§ **Records for the exercise**

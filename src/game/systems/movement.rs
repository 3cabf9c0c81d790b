//! Player movement system.
//!
//! This module decides whether a requested step is legal.

use std::time::Instant;

use crate::game::entities::Player;
use crate::game::error::GameError;
use crate::game::grid::Grid;
use crate::game::types::Position;

/// Check a move of `player` to `target` at time `now`.
///
/// Accepted only if the player may act, its move interval has elapsed since the
/// last accepted move, the target is one orthogonal step away, inside the grid,
/// and empty. Returns the target on success.
pub fn validate_move(grid: &Grid, player: &Player, target: Position, now: Instant) -> Result<Position, GameError> {
    if !player.can_act() {
        return Err(GameError::InvalidRequest("player cannot move right now"));
    }
    let current = player.pos.ok_or(GameError::InvalidRequest("player is not spawned"))?;

    if let Some(last) = player.last_move {
        if now.saturating_duration_since(last) < player.stats.move_interval() {
            return Err(GameError::InvalidRequest("moving too fast"));
        }
    }

    if current.manhattan(target) != 1 {
        return Err(GameError::InvalidRequest("target is not adjacent"));
    }

    if !grid.contains(target) {
        return Err(GameError::InvalidRequest("target is out of bounds"));
    }

    if !grid.is_empty_cell(target) {
        return Err(GameError::InvalidRequest("target cell is blocked"));
    }

    Ok(target)
}

#[cfg(test)]
mod tests {
    use super::*;
    use crate::config::game::DEFAULT_MOVE_INTERVAL_MS;
    use crate::game::types::Cell;
    use std::time::Duration;

    fn setup() -> (Grid, Player) {
        let mut grid = Grid::filled(5, 5, Cell::Empty);
        grid.set(Position::new(3, 2), Cell::Destructible);
        grid.set(Position::new(2, 1), Cell::Indestructible);
        let mut player = Player::new("p1".into(), "Alice".into(), "blue".into());
        player.begin_round(Position::new(2, 2));
        (grid, player)
    }

    #[test]
    fn test_accepts_single_step_into_empty_cell() {
        let (grid, player) = setup();
        let now = Instant::now();
        assert_eq!(validate_move(&grid, &player, Position::new(1, 2), now), Ok(Position::new(1, 2)));
        assert_eq!(validate_move(&grid, &player, Position::new(2, 3), now), Ok(Position::new(2, 3)));
    }

    #[test]
    fn test_rejects_diagonal_teleport_and_standing_still() {
        let (grid, player) = setup();
        let now = Instant::now();
        assert!(validate_move(&grid, &player, Position::new(3, 3), now).is_err());
        assert!(validate_move(&grid, &player, Position::new(2, 4), now).is_err());
        assert!(validate_move(&grid, &player, Position::new(2, 2), now).is_err());
    }

    #[test]
    fn test_rejects_walls_and_rubble() {
        let (grid, player) = setup();
        let now = Instant::now();
        assert!(validate_move(&grid, &player, Position::new(3, 2), now).is_err());
        assert!(validate_move(&grid, &player, Position::new(2, 1), now).is_err());
    }

    #[test]
    fn test_rejects_out_of_bounds() {
        let grid = Grid::filled(3, 3, Cell::Empty);
        let mut player = Player::new("p1".into(), "Alice".into(), "blue".into());
        player.begin_round(Position::new(2, 0));
        assert!(validate_move(&grid, &player, Position::new(3, 0), Instant::now()).is_err());
    }

    #[test]
    fn test_rate_limit_boundary() {
        let (grid, mut player) = setup();
        let t0 = Instant::now();
        player.last_move = Some(t0);
        let interval = Duration::from_millis(DEFAULT_MOVE_INTERVAL_MS);

        let too_soon = t0 + interval - Duration::from_millis(1);
        assert_eq!(
            validate_move(&grid, &player, Position::new(1, 2), too_soon),
            Err(GameError::InvalidRequest("moving too fast"))
        );
        assert!(validate_move(&grid, &player, Position::new(1, 2), t0 + interval).is_ok());
    }

    #[test]
    fn test_unspawned_or_waiting_players_cannot_move() {
        let (grid, mut player) = setup();
        player.awaiting_respawn = true;
        assert!(validate_move(&grid, &player, Position::new(1, 2), Instant::now()).is_err());

        player.awaiting_respawn = false;
        player.pos = None;
        assert!(validate_move(&grid, &player, Position::new(1, 2), Instant::now()).is_err());
    }
}
//! Application state for the HTTP server.
//!
//! Holds the address of the game server actor so WebSocket handlers can reach it.

use actix::Addr;
use crate::server::game_server::GameServer;

/// Shared application state, injected into HTTP/WebSocket handlers.
pub struct AppState {
    pub game_server: Addr<GameServer>,
}

impl AppState {
    pub fn new(game_server: Addr<GameServer>) -> Self {
        AppState { game_server }
    }
}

§ **Instructions to follow**
Provide an exact transcription of every entry above.

§ **The completed task**
filename src/game/systems/movement.rs
repository 3cabf9c0c81d790b
//! Player movement system.
//!
//! This module decides whether a requested step is legal.

use std::time::Instant;

use crate::game::entities::Player;
use crate::game::error::GameError;
use crate::game::grid::Grid;
use crate::game::types::Position;

/// Check a move of `player` to `target` at time `now`.
///
/// Accepted only if the player may act, its move interval has elapsed since the
/// last accepted move, the target is one orthogonal step away, inside the grid,
/// and empty. Returns the target on success.
pub fn validate_move(grid: &Grid, player: &Player, target: Position, now: Instant) -> Result<Position, GameError> {
    if !player.can_act() {
        return Err(GameError::InvalidRequest("player cannot move right now"));
    }
    let current = player.pos.ok_or(GameError::InvalidRequest("player is not spawned"))?;

    if let Some(last) = player.last_move {
        if now.saturating_duration_since(last) < player.stats.move_interval() {
            return Err(GameError::InvalidRequest("moving too fast"));
        }
    }

    if current.manhattan(target) != 1 {
        return Err(GameError::InvalidRequest("target is not adjacent"));
    }

    if !grid.contains(target) {
        return Err(GameError::InvalidRequest("target is out of bounds"));
    }

    if !grid.is_empty_cell(target) {
        return Err(GameError::InvalidRequest("target cell is blocked"));
    }

    Ok(target)
}

#[cfg(test)]
mod tests {
    use super::*;
    use crate::config::game::DEFAULT_MOVE_INTERVAL_MS;
    use crate::game::types::Cell;
    use std::time::Duration;

    fn setup() -> (Grid, Player) {
        let mut grid = Grid::filled(5, 5, Cell::Empty);
        grid.set(Position::new(3, 2), Cell::Destructible);
        grid.set(Position::new(2, 1), Cell::Indestructible);
        let mut player = Player::new("p1".into(), "Alice".into(), "blue".into());
        player.begin_round(Position::new(2, 2));
        (grid, player)
    }

    #[test]
    fn test_accepts_single_step_into_empty_cell() {
        let (grid, player) = setup();
        let now = Instant::now();
        assert_eq!(validate_move(&grid, &player, Position::new(1, 2), now), Ok(Position::new(1, 2)));
        assert_eq!(validate_move(&grid, &player, Position::new(2, 3), now), Ok(Position::new(2, 3)));
    }

    #[test]
    fn test_rejects_diagonal_teleport_and_standing_still() {
        let (grid, player) = setup();
        let now = Instant::now();
        assert!(validate_move(&grid, &player, Position::new(3, 3), now).is_err());
        assert!(validate_move(&grid, &player, Position::new(2, 4), now).is_err());
        assert!(validate_move(&grid, &player, Position::new(2, 2), now).is_err());
    }

    #[test]
    fn test_rejects_walls_and_rubble() {
        let (grid, player) = setup();
        let now = Instant::now();
        assert!(validate_move(&grid, &player, Position::new(3, 2), now).is_err());
        assert!(validate_move(&grid, &player, Position::new(2, 1), now).is_err());
    }

    #[test]
    fn test_rejects_out_of_bounds() {
        let grid = Grid::filled(3, 3, Cell::Empty);
        let mut player = Player::new("p1".into(), "Alice".into(), "blue".into());
        player.begin_round(Position::new(2, 0));
        assert!(validate_move(&grid, &player, Position::new(3, 0), Instant::now()).is_err());
    }

    #[test]
    fn test_rate_limit_boundary() {
        let (grid, mut player) = setup();
        let t0 = Instant::now();
        player.last_move = Some(t0);
        let interval = Duration::from_millis(DEFAULT_MOVE_INTERVAL_MS);

        let too_soon = t0 + interval - Duration::from_millis(1);
        assert_eq!(
            validate_move(&grid, &player, Position::new(1, 2), too_soon),
            Err(GameError::InvalidRequest("moving too fast"))
        );
        assert!(validate_move(&grid, &player, Position::new(1, 2), t0 + interval).is_ok());
    }

    #[test]
    fn test_unspawned_or_waiting_players_cannot_move() {
        let (grid, mut player) = setup();
        player.awaiting_respawn = true;
        assert!(validate_move(&grid, &player, Position::new(1, 2), Instant::now()).is_err());

        player.awaiting_respawn = false;
        player.pos = None;
        assert!(validate_move(&grid, &player, Position::new(1, 2), Instant::now()).is_err());
    }
}
//! Application state for the HTTP server.
//!
//! Holds the address of the game server actor so WebSocket handlers can reach it.

use actix::Addr;
use crate::server::game_server::GameServer;

/// Shared application state, injected into HTTP/WebSocket handlers.
pub struct AppState {
    pub game_server: Addr<GameServer>,
}

impl AppState {
    pub fn new(game_server: Addr<GameServer>) -> Self {
        AppState { game_server }
    }
}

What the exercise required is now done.